## Data for analysis
use std::path::PathBuf;
use std::sync::{mpsc, Arc};
use std::thread;
use std::time::Duration;

use dataknow_logging::{dk_debug, dk_error, dk_info};
use tokio::runtime::Runtime;

use crate::filename::artifact_filename;
use crate::persist::AtomicFileWriter;
use crate::poller::{poll_job, PollSettings};
use crate::tasks::TaskSet;
use crate::timers::{fire_after, run_upload_ticker};
use crate::{
    AnalysisRequest, AnalysisService, ArtifactRef, ChannelEventSink, EngineEvent, EventSink,
    JobHandle, TimerKey,
};

pub struct EngineConfig {
    pub service: Arc<dyn AnalysisService>,
    pub output_dir: PathBuf,
}

enum EngineCommand {
    StartUploadTicker { document: u64, period: Duration },
    CancelUploadTicker { document: u64 },
    Schedule { key: TimerKey, delay: Duration },
    CancelDocument { document: u64 },
    SubmitAnalysis { submission: u64, request: AnalysisRequest },
    StartPolling { job: JobHandle, settings: PollSettings },
    GenerateCustom { request: u64, prompt: String },
    CancelCustom { request: u64 },
    DownloadArtifact { artifact: ArtifactRef },
    Teardown,
}

#[derive(Debug, Clone, PartialEq, Eq, Hash)]
enum TaskKey {
    Ticker(u64),
    Timer(TimerKey),
    Submission(u64),
    Poll(JobHandle),
    Custom(u64),
    Download(u64),
}

/// Command side of the engine. Dropping it stops the engine thread and every task.
pub struct EngineHandle {
    cmd_tx: mpsc::Sender<EngineCommand>,
}

/// Event side of the engine, usually moved to a forwarding thread.
pub struct EngineEvents {
    event_rx: mpsc::Receiver<EngineEvent>,
}

impl EngineHandle {
    pub fn new(config: EngineConfig) -> (Self, EngineEvents) {
        let (cmd_tx, cmd_rx) = mpsc::channel();
        let (event_tx, event_rx) = mpsc::channel();
        let sink: Arc<dyn EventSink> = Arc::new(ChannelEventSink::new(event_tx));

        thread::spawn(move || {
            let runtime = match tokio::runtime::Builder::new_multi_thread()
                .enable_all()
                .build()
            {
                Ok(runtime) => runtime,
                Err(err) => {
                    dk_error!("Could not start the engine runtime: {}", err);
                    return;
                }
            };
            let mut worker = Worker {
                runtime,
                tasks: TaskSet::new(),
                service: config.service,
                writer: AtomicFileWriter::new(config.output_dir),
                sink,
                downloads: 0,
            };
            while let Ok(command) = cmd_rx.recv() {
                worker.handle(command);
            }
            let cancelled = worker.tasks.cancel_all();
            dk_debug!("Engine stopped, {} task(s) cancelled", cancelled);
        });

        (Self { cmd_tx }, EngineEvents { event_rx })
    }

    pub fn start_upload_ticker(&self, document: u64, period: Duration) {
        self.send(EngineCommand::StartUploadTicker { document, period });
    }

    pub fn cancel_upload_ticker(&self, document: u64) {
        self.send(EngineCommand::CancelUploadTicker { document });
    }

    pub fn schedule(&self, key: TimerKey, delay: Duration) {
        self.send(EngineCommand::Schedule { key, delay });
    }

    /// Stops the ticker and any pending promotion for a document.
    pub fn cancel_document(&self, document: u64) {
        self.send(EngineCommand::CancelDocument { document });
    }

    pub fn submit_analysis(&self, submission: u64, request: AnalysisRequest) {
        self.send(EngineCommand::SubmitAnalysis {
            submission,
            request,
        });
    }

    pub fn start_polling(&self, job: JobHandle, settings: PollSettings) {
        self.send(EngineCommand::StartPolling { job, settings });
    }

    pub fn generate_custom(&self, request: u64, prompt: impl Into<String>) {
        self.send(EngineCommand::GenerateCustom {
            request,
            prompt: prompt.into(),
        });
    }

    pub fn cancel_custom(&self, request: u64) {
        self.send(EngineCommand::CancelCustom { request });
    }

    pub fn download_artifact(&self, artifact: ArtifactRef) {
        self.send(EngineCommand::DownloadArtifact { artifact });
    }

    /// Cancels every ticker, timer, poller, generation and download.
    pub fn teardown(&self) {
        self.send(EngineCommand::Teardown);
    }

    fn send(&self, command: EngineCommand) {
        let _ = self.cmd_tx.send(command);
    }
}

impl EngineEvents {
    pub fn try_recv(&self) -> Option<EngineEvent> {
        self.event_rx.try_recv().ok()
    }

    pub fn recv(&self) -> Option<EngineEvent> {
        self.event_rx.recv().ok()
    }

    pub fn recv_timeout(&self, timeout: Duration) -> Option<EngineEvent> {
        self.event_rx.recv_timeout(timeout).ok()
    }
}

struct Worker {
    runtime: Runtime,
    tasks: TaskSet<TaskKey>,
    service: Arc<dyn AnalysisService>,
    writer: AtomicFileWriter,
    sink: Arc<dyn EventSink>,
    downloads: u64,
}

impl Worker {
    fn handle(&mut self, command: EngineCommand) {
        match command {
            EngineCommand::StartUploadTicker { document, period } => {
                let sink = self.sink.clone();
                let handle = self.runtime.spawn(async move {
                    run_upload_ticker(document, period, sink.as_ref()).await;
                });
                self.tasks.insert(TaskKey::Ticker(document), handle);
            }
            EngineCommand::CancelUploadTicker { document } => {
                self.tasks.cancel(&TaskKey::Ticker(document));
            }
            EngineCommand::Schedule { key, delay } => {
                let sink = self.sink.clone();
                let handle = self.runtime.spawn(async move {
                    fire_after(key, delay, sink.as_ref()).await;
                });
                self.tasks.insert(TaskKey::Timer(key), handle);
            }
            EngineCommand::CancelDocument { document } => {
                let cancelled = self.tasks.cancel_where(|key| match key {
                    TaskKey::Ticker(id) => *id == document,
                    TaskKey::Timer(TimerKey::Promotion { document: id }) => *id == document,
                    _ => false,
                });
                dk_debug!("Cancelled {} task(s) for document {}", cancelled, document);
            }
            EngineCommand::SubmitAnalysis {
                submission,
                request,
            } => {
                let service = self.service.clone();
                let sink = self.sink.clone();
                let handle = self.runtime.spawn(async move {
                    let event = match service.start_analysis(&request).await {
                        Ok(job) => EngineEvent::AnalysisStarted { submission, job },
                        Err(error) => EngineEvent::SubmissionFailed { submission, error },
                    };
                    sink.emit(event);
                });
                self.tasks.insert(TaskKey::Submission(submission), handle);
            }
            EngineCommand::StartPolling { job, settings } => {
                let service = self.service.clone();
                let sink = self.sink.clone();
                let polled = job.clone();
                let handle = self.runtime.spawn(async move {
                    let outcome =
                        poll_job(service.as_ref(), &polled, settings, sink.as_ref()).await;
                    dk_info!("Polling for job {} ended: {:?}", polled, outcome);
                });
                self.tasks.insert(TaskKey::Poll(job), handle);
            }
            EngineCommand::GenerateCustom { request, prompt } => {
                let service = self.service.clone();
                let sink = self.sink.clone();
                let handle = self.runtime.spawn(async move {
                    let event = match service.generate_custom(&prompt).await {
                        Ok(artifact) => EngineEvent::CustomGenerated { request, artifact },
                        Err(error) => EngineEvent::CustomFailed { request, error },
                    };
                    sink.emit(event);
                });
                self.tasks.insert(TaskKey::Custom(request), handle);
            }
            EngineCommand::CancelCustom { request } => {
                self.tasks.cancel(&TaskKey::Custom(request));
            }
            EngineCommand::DownloadArtifact { artifact } => {
                self.downloads += 1;
                let service = self.service.clone();
                let sink = self.sink.clone();
                let writer = self.writer.clone();
                let handle = self.runtime.spawn(async move {
                    sink.emit(download(service.as_ref(), writer, artifact).await);
                });
                self.tasks.insert(TaskKey::Download(self.downloads), handle);
            }
            EngineCommand::Teardown => {
                let cancelled = self.tasks.cancel_all();
                dk_info!("Teardown cancelled {} task(s)", cancelled);
            }
        }
    }
}

/// Fetches an artifact and writes it under a deterministic name in the output directory.
async fn download(
    service: &dyn AnalysisService,
    writer: AtomicFileWriter,
    artifact: ArtifactRef,
) -> EngineEvent {
    let bytes = match service.fetch_artifact(&artifact).await {
        Ok(bytes) => bytes,
        Err(error) => {
            return EngineEvent::ArtifactFailed {
                artifact,
                message: error.to_string(),
            }
        }
    };
    let filename = artifact_filename(&artifact.0);
    let written = tokio::task::spawn_blocking(move || writer.write(&filename, &bytes)).await;
    match written {
        Ok(Ok(path)) => EngineEvent::ArtifactSaved { artifact, path },
        Ok(Err(err)) => EngineEvent::ArtifactFailed {
            artifact,
            message: err.to_string(),
        },
        Err(err) => EngineEvent::ArtifactFailed {
            artifact,
            message: err.to_string(),
        },
    }
}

## Task prompt
Your task is to copy each line of the entries that includes the word "StartUploadTicker".

## Response to the task
    StartUploadTicker { document: u64, period: Duration },
        self.send(EngineCommand::StartUploadTicker { document, period });
            EngineCommand::StartUploadTicker { document, period } => {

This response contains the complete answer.